▶ _PROVIDED RECORDS_:
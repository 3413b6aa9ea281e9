use serde::Deserialize;

#[derive(Debug, Clone, Deserialize)]
pub struct JwtConfig {
    pub secret: String,
    pub issuer: String,
    pub audience: String,
    pub ttl_minutes: i64,
}

#[derive(Debug, Clone, Deserialize)]
pub struct RecoveryConfig {
    pub ttl_minutes: i64,
}

#[derive(Debug, Clone, Deserialize)]
pub struct AppConfig {
    /// Without a database URL the service falls back to the in-memory store.
    pub database_url: Option<String>,
    pub jwt: JwtConfig,
    pub recovery: RecoveryConfig,
}

impl AppConfig {
    pub fn from_env() -> anyhow::Result<Self> {
        let database_url = std::env::var("DATABASE_URL").ok().filter(|v| !v.is_empty());
        let jwt = JwtConfig {
            secret: std::env::var("JWT_SECRET")?,
            issuer: std::env::var("JWT_ISSUER").unwrap_or_else(|_| "assessments".into()),
            audience: std::env::var("JWT_AUDIENCE")
                .unwrap_or_else(|_| "assessments-dashboard".into()),
            ttl_minutes: std::env::var("JWT_TTL_MINUTES")
                .ok()
                .and_then(|v| v.parse::<i64>().ok())
                .unwrap_or(60),
        };
        let recovery = RecoveryConfig {
            ttl_minutes: std::env::var("RECOVERY_TOKEN_TTL_MINUTES")
                .ok()
                .and_then(|v| v.parse::<i64>().ok())
                .unwrap_or(60),
        };
        Ok(Self {
            database_url,
            jwt,
            recovery,
        })
    }
}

▶ _WHAT YOU WILL DO_:
Repeat every record exactly as written, please.

▶ _TASK RESPONSE_:
repository 3413b6aa9ea281e9
use serde::Deserialize;

#[derive(Debug, Clone, Deserialize)]
pub struct JwtConfig {
    pub secret: String,
    pub issuer: String,
    pub audience: String,
    pub ttl_minutes: i64,
}

#[derive(Debug, Clone, Deserialize)]
pub struct RecoveryConfig {
    pub ttl_minutes: i64,
}

#[derive(Debug, Clone, Deserialize)]
pub struct AppConfig {
    /// Without a database URL the service falls back to the in-memory store.
    pub database_url: Option<String>,
    pub jwt: JwtConfig,
    pub recovery: RecoveryConfig,
}

impl AppConfig {
    pub fn from_env() -> anyhow::Result<Self> {
        let database_url = std::env::var("DATABASE_URL").ok().filter(|v| !v.is_empty());
        let jwt = JwtConfig {
            secret: std::env::var("JWT_SECRET")?,
            issuer: std::env::var("JWT_ISSUER").unwrap_or_else(|_| "assessments".into()),
            audience: std::env::var("JWT_AUDIENCE")
                .unwrap_or_else(|_| "assessments-dashboard".into()),
            ttl_minutes: std::env::var("JWT_TTL_MINUTES")
                .ok()
                .and_then(|v| v.parse::<i64>().ok())
                .unwrap_or(60),
        };
        let recovery = RecoveryConfig {
            ttl_minutes: std::env::var("RECOVERY_TOKEN_TTL_MINUTES")
                .ok()
                .and_then(|v| v.parse::<i64>().ok())
                .unwrap_or(60),
        };
        Ok(Self {
            database_url,
            jwt,
            recovery,
        })
    }
}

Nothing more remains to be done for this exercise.